= Beginning of Section =

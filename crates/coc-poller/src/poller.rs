//! Public surface of the engine
//!
//! `Poller` owns the three watch sets, the shared dispatcher, the four loops
//! and the scheduler that runs them. Watch-set mutations are synchronous and
//! take effect on the next pass of the affected category; `clear` is the one
//! exception, cooperatively cutting the running pass short.

use std::sync::Arc;
use std::sync::atomic::{AtomicBool, Ordering};

use coc_api::{Fetcher, normalize_tag};
use tracing::{debug, info};

use crate::config::PollerConfig;
use crate::dispatch::Dispatcher;
use crate::error::Result;
use crate::events::{Emitter, EventReceiver};
use crate::handlers::{Handlers, UpdateHandler};
use crate::maintenance::MaintenanceProbe;
use crate::scheduler::Scheduler;
use crate::sweep::{Category, SweepLoop};
use crate::telemetry;
use crate::watch_set::WatchSet;

pub struct Poller {
    clans: Arc<WatchSet>,
    players: Arc<WatchSet>,
    wars: Arc<WatchSet>,
    sweeps: [Arc<SweepLoop>; 3],
    maintenance: Arc<MaintenanceProbe>,
    dispatcher: Arc<Dispatcher>,
    scheduler: Scheduler,
    initialized: AtomicBool,
}

impl Poller {
    /// Build a poller with the default diffing handlers.
    ///
    /// Returns the poller and the receiving end of its event channel. Fails
    /// with `Error::Config` on an empty token pool or zero rate limit.
    pub fn new(config: PollerConfig, fetcher: Arc<dyn Fetcher>) -> Result<(Self, EventReceiver)> {
        Self::with_handlers(config, fetcher, Handlers::default())
    }

    pub fn with_handlers(
        config: PollerConfig,
        fetcher: Arc<dyn Fetcher>,
        handlers: Handlers,
    ) -> Result<(Self, EventReceiver)> {
        let dispatcher = Arc::new(Dispatcher::new(&config, fetcher)?);
        let (emitter, events) = Emitter::channel();

        let clans = Arc::new(WatchSet::new());
        let players = Arc::new(WatchSet::new());
        let wars = Arc::new(WatchSet::new());

        let sweep = |category: Category,
                     watch_set: &Arc<WatchSet>,
                     handler: Arc<dyn UpdateHandler>| {
            Arc::new(SweepLoop::new(
                category,
                watch_set.clone(),
                dispatcher.clone(),
                handler,
                emitter.clone(),
                config.refresh_rate,
            ))
        };
        let sweeps = [
            sweep(Category::Clan, &clans, handlers.clan),
            sweep(Category::Player, &players, handlers.player),
            sweep(Category::War, &wars, handlers.war),
        ];

        let maintenance = Arc::new(MaintenanceProbe::new(
            dispatcher.clone(),
            emitter,
            config.maintenance_interval,
        ));

        info!(
            tokens = config.tokens.len(),
            rate_limit = config.rate_limit,
            refresh_rate_ms = config.refresh_rate.as_millis() as u64,
            "poller created"
        );

        Ok((
            Self {
                clans,
                players,
                wars,
                sweeps,
                maintenance,
                dispatcher,
                scheduler: Scheduler::new(),
                initialized: AtomicBool::new(false),
            },
            events,
        ))
    }

    fn watch_set(&self, category: Category) -> &WatchSet {
        match category {
            Category::Clan => &self.clans,
            Category::Player => &self.players,
            Category::War => &self.wars,
        }
    }

    /// Watch `tags` in `category`. Malformed tags are skipped.
    ///
    /// Returns how many tags were newly added.
    pub fn add<I, S>(&self, category: Category, tags: I) -> usize
    where
        I: IntoIterator<Item = S>,
        S: AsRef<str>,
    {
        let set = self.watch_set(category);
        let mut added = 0;
        for raw in tags {
            match normalize_tag(raw.as_ref()) {
                Some(tag) => added += usize::from(set.add(&tag)),
                None => debug!(
                    category = category.label(),
                    tag = raw.as_ref(),
                    "ignoring malformed tag"
                ),
            }
        }
        telemetry::set_watched(category.label(), set.len());
        added
    }

    /// Stop watching `tags`. Returns how many were removed.
    pub fn remove<I, S>(&self, category: Category, tags: I) -> usize
    where
        I: IntoIterator<Item = S>,
        S: AsRef<str>,
    {
        let set = self.watch_set(category);
        let removed = tags
            .into_iter()
            .filter_map(|raw| normalize_tag(raw.as_ref()))
            .filter(|tag| set.remove(tag))
            .count();
        telemetry::set_watched(category.label(), set.len());
        removed
    }

    /// Stop watching everything in `category`, cutting a running pass short.
    pub fn clear(&self, category: Category) {
        self.watch_set(category).clear();
        telemetry::set_watched(category.label(), 0);
        info!(category = category.label(), "watch set cleared");
    }

    pub fn has(&self, category: Category, tag: &str) -> bool {
        normalize_tag(tag).is_some_and(|tag| self.watch_set(category).has(&tag))
    }

    pub fn count(&self, category: Category) -> usize {
        self.watch_set(category).len()
    }

    /// Watched tags in sweep order.
    pub fn tags(&self, category: Category) -> Vec<String> {
        self.watch_set(category).keys().collect()
    }

    pub fn add_clans<I: IntoIterator<Item = S>, S: AsRef<str>>(&self, tags: I) -> usize {
        self.add(Category::Clan, tags)
    }

    pub fn add_players<I: IntoIterator<Item = S>, S: AsRef<str>>(&self, tags: I) -> usize {
        self.add(Category::Player, tags)
    }

    /// Watch the current war of each clan in `tags`.
    pub fn add_wars<I: IntoIterator<Item = S>, S: AsRef<str>>(&self, tags: I) -> usize {
        self.add(Category::War, tags)
    }

    pub fn remove_clans<I: IntoIterator<Item = S>, S: AsRef<str>>(&self, tags: I) -> usize {
        self.remove(Category::Clan, tags)
    }

    pub fn remove_players<I: IntoIterator<Item = S>, S: AsRef<str>>(&self, tags: I) -> usize {
        self.remove(Category::Player, tags)
    }

    pub fn remove_wars<I: IntoIterator<Item = S>, S: AsRef<str>>(&self, tags: I) -> usize {
        self.remove(Category::War, tags)
    }

    pub fn clear_clans(&self) {
        self.clear(Category::Clan);
    }

    pub fn clear_players(&self) {
        self.clear(Category::Player);
    }

    pub fn clear_wars(&self) {
        self.clear(Category::War);
    }

    pub fn in_maintenance(&self) -> bool {
        self.maintenance.in_maintenance()
    }

    pub fn is_running(&self) -> bool {
        self.initialized.load(Ordering::SeqCst) && !self.scheduler.is_cancelled()
    }

    /// Start the maintenance probe and the three sweeps.
    ///
    /// Idempotent. The first call resolves once every loop has completed its
    /// first step and scheduled the next; the loops then run until
    /// `shutdown`.
    pub async fn init(&self) {
        if self.initialized.swap(true, Ordering::SeqCst) {
            debug!("poller already initialized");
            return;
        }
        info!(
            clans = self.clans.len(),
            players = self.players.len(),
            wars = self.wars.len(),
            "starting poll loops"
        );

        let probe = self.maintenance.clone();
        let mut ready = vec![self.scheduler.spawn_loop("maintenance", move || {
            let probe = probe.clone();
            async move { probe.step().await }
        })];
        for sweep in &self.sweeps {
            let sweep = sweep.clone();
            let name = sweep.category().label();
            ready.push(self.scheduler.spawn_loop(name, move || {
                let sweep = sweep.clone();
                async move { sweep.step().await }
            }));
        }

        for signal in ready {
            // A loop that stopped before its first step (shutdown) never
            // signals; there is nothing left to wait for.
            let _ = signal.await;
        }
        info!("poll loops running");
    }

    /// Cancel every loop and pending reschedule, then wait for them to exit.
    ///
    /// In-flight and queued requests are abandoned. Idempotent.
    pub async fn shutdown(&self) {
        if self.scheduler.is_cancelled() {
            return;
        }
        self.dispatcher.close();
        self.scheduler.shutdown().await;
        info!("poller stopped");
    }

    #[cfg(test)]
    fn sweep(&self, category: Category) -> &SweepLoop {
        match category {
            Category::Clan => &self.sweeps[0],
            Category::Player => &self.sweeps[1],
            Category::War => &self.sweeps[2],
        }
    }
}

= End of Section =

**Task:** Once the records have been read, print them all again exactly.

**Problem solution:**
filename crates/coc-poller/src/poller.rs
//! Public surface of the engine
//!
//! `Poller` owns the three watch sets, the shared dispatcher, the four loops
//! and the scheduler that runs them. Watch-set mutations are synchronous and
//! take effect on the next pass of the affected category; `clear` is the one
//! exception, cooperatively cutting the running pass short.

use std::sync::Arc;
use std::sync::atomic::{AtomicBool, Ordering};

use coc_api::{Fetcher, normalize_tag};
use tracing::{debug, info};

use crate::config::PollerConfig;
use crate::dispatch::Dispatcher;
use crate::error::Result;
use crate::events::{Emitter, EventReceiver};
use crate::handlers::{Handlers, UpdateHandler};
use crate::maintenance::MaintenanceProbe;
use crate::scheduler::Scheduler;
use crate::sweep::{Category, SweepLoop};
use crate::telemetry;
use crate::watch_set::WatchSet;

pub struct Poller {
    clans: Arc<WatchSet>,
    players: Arc<WatchSet>,
    wars: Arc<WatchSet>,
    sweeps: [Arc<SweepLoop>; 3],
    maintenance: Arc<MaintenanceProbe>,
    dispatcher: Arc<Dispatcher>,
    scheduler: Scheduler,
    initialized: AtomicBool,
}

impl Poller {
    /// Build a poller with the default diffing handlers.
    ///
    /// Returns the poller and the receiving end of its event channel. Fails
    /// with `Error::Config` on an empty token pool or zero rate limit.
    pub fn new(config: PollerConfig, fetcher: Arc<dyn Fetcher>) -> Result<(Self, EventReceiver)> {
        Self::with_handlers(config, fetcher, Handlers::default())
    }

    pub fn with_handlers(
        config: PollerConfig,
        fetcher: Arc<dyn Fetcher>,
        handlers: Handlers,
    ) -> Result<(Self, EventReceiver)> {
        let dispatcher = Arc::new(Dispatcher::new(&config, fetcher)?);
        let (emitter, events) = Emitter::channel();

        let clans = Arc::new(WatchSet::new());
        let players = Arc::new(WatchSet::new());
        let wars = Arc::new(WatchSet::new());

        let sweep = |category: Category,
                     watch_set: &Arc<WatchSet>,
                     handler: Arc<dyn UpdateHandler>| {
            Arc::new(SweepLoop::new(
                category,
                watch_set.clone(),
                dispatcher.clone(),
                handler,
                emitter.clone(),
                config.refresh_rate,
            ))
        };
        let sweeps = [
            sweep(Category::Clan, &clans, handlers.clan),
            sweep(Category::Player, &players, handlers.player),
            sweep(Category::War, &wars, handlers.war),
        ];

        let maintenance = Arc::new(MaintenanceProbe::new(
            dispatcher.clone(),
            emitter,
            config.maintenance_interval,
        ));

        info!(
            tokens = config.tokens.len(),
            rate_limit = config.rate_limit,
            refresh_rate_ms = config.refresh_rate.as_millis() as u64,
            "poller created"
        );

        Ok((
            Self {
                clans,
                players,
                wars,
                sweeps,
                maintenance,
                dispatcher,
                scheduler: Scheduler::new(),
                initialized: AtomicBool::new(false),
            },
            events,
        ))
    }

    fn watch_set(&self, category: Category) -> &WatchSet {
        match category {
            Category::Clan => &self.clans,
            Category::Player => &self.players,
            Category::War => &self.wars,
        }
    }

    /// Watch `tags` in `category`. Malformed tags are skipped.
    ///
    /// Returns how many tags were newly added.
    pub fn add<I, S>(&self, category: Category, tags: I) -> usize
    where
        I: IntoIterator<Item = S>,
        S: AsRef<str>,
    {
        let set = self.watch_set(category);
        let mut added = 0;
        for raw in tags {
            match normalize_tag(raw.as_ref()) {
                Some(tag) => added += usize::from(set.add(&tag)),
                None => debug!(
                    category = category.label(),
                    tag = raw.as_ref(),
                    "ignoring malformed tag"
                ),
            }
        }
        telemetry::set_watched(category.label(), set.len());
        added
    }

    /// Stop watching `tags`. Returns how many were removed.
    pub fn remove<I, S>(&self, category: Category, tags: I) -> usize
    where
        I: IntoIterator<Item = S>,
        S: AsRef<str>,
    {
        let set = self.watch_set(category);
        let removed = tags
            .into_iter()
            .filter_map(|raw| normalize_tag(raw.as_ref()))
            .filter(|tag| set.remove(tag))
            .count();
        telemetry::set_watched(category.label(), set.len());
        removed
    }

    /// Stop watching everything in `category`, cutting a running pass short.
    pub fn clear(&self, category: Category) {
        self.watch_set(category).clear();
        telemetry::set_watched(category.label(), 0);
        info!(category = category.label(), "watch set cleared");
    }

    pub fn has(&self, category: Category, tag: &str) -> bool {
        normalize_tag(tag).is_some_and(|tag| self.watch_set(category).has(&tag))
    }

    pub fn count(&self, category: Category) -> usize {
        self.watch_set(category).len()
    }

    /// Watched tags in sweep order.
    pub fn tags(&self, category: Category) -> Vec<String> {
        self.watch_set(category).keys().collect()
    }

    pub fn add_clans<I: IntoIterator<Item = S>, S: AsRef<str>>(&self, tags: I) -> usize {
        self.add(Category::Clan, tags)
    }

    pub fn add_players<I: IntoIterator<Item = S>, S: AsRef<str>>(&self, tags: I) -> usize {
        self.add(Category::Player, tags)
    }

    /// Watch the current war of each clan in `tags`.
    pub fn add_wars<I: IntoIterator<Item = S>, S: AsRef<str>>(&self, tags: I) -> usize {
        self.add(Category::War, tags)
    }

    pub fn remove_clans<I: IntoIterator<Item = S>, S: AsRef<str>>(&self, tags: I) -> usize {
        self.remove(Category::Clan, tags)
    }

    pub fn remove_players<I: IntoIterator<Item = S>, S: AsRef<str>>(&self, tags: I) -> usize {
        self.remove(Category::Player, tags)
    }

    pub fn remove_wars<I: IntoIterator<Item = S>, S: AsRef<str>>(&self, tags: I) -> usize {
        self.remove(Category::War, tags)
    }

    pub fn clear_clans(&self) {
        self.clear(Category::Clan);
    }

    pub fn clear_players(&self) {
        self.clear(Category::Player);
    }

    pub fn clear_wars(&self) {
        self.clear(Category::War);
    }

    pub fn in_maintenance(&self) -> bool {
        self.maintenance.in_maintenance()
    }

    pub fn is_running(&self) -> bool {
        self.initialized.load(Ordering::SeqCst) && !self.scheduler.is_cancelled()
    }

    /// Start the maintenance probe and the three sweeps.
    ///
    /// Idempotent. The first call resolves once every loop has completed its
    /// first step and scheduled the next; the loops then run until
    /// `shutdown`.
    pub async fn init(&self) {
        if self.initialized.swap(true, Ordering::SeqCst) {
            debug!("poller already initialized");
            return;
        }
        info!(
            clans = self.clans.len(),
            players = self.players.len(),
            wars = self.wars.len(),
            "starting poll loops"
        );

        let probe = self.maintenance.clone();
        let mut ready = vec![self.scheduler.spawn_loop("maintenance", move || {
            let probe = probe.clone();
            async move { probe.step().await }
        })];
        for sweep in &self.sweeps {
            let sweep = sweep.clone();
            let name = sweep.category().label();
            ready.push(self.scheduler.spawn_loop(name, move || {
                let sweep = sweep.clone();
                async move { sweep.step().await }
            }));
        }

        for signal in ready {
            // A loop that stopped before its first step (shutdown) never
            // signals; there is nothing left to wait for.
            let _ = signal.await;
        }
        info!("poll loops running");
    }

    /// Cancel every loop and pending reschedule, then wait for them to exit.
    ///
    /// In-flight and queued requests are abandoned. Idempotent.
    pub async fn shutdown(&self) {
        if self.scheduler.is_cancelled() {
            return;
        }
        self.dispatcher.close();
        self.scheduler.shutdown().await;
        info!("poller stopped");
    }

    #[cfg(test)]
    fn sweep(&self, category: Category) -> &SweepLoop {
        match category {
            Category::Clan => &self.sweeps[0],
            Category::Player => &self.sweeps[1],
            Category::War => &self.sweeps[2],
        }
    }
}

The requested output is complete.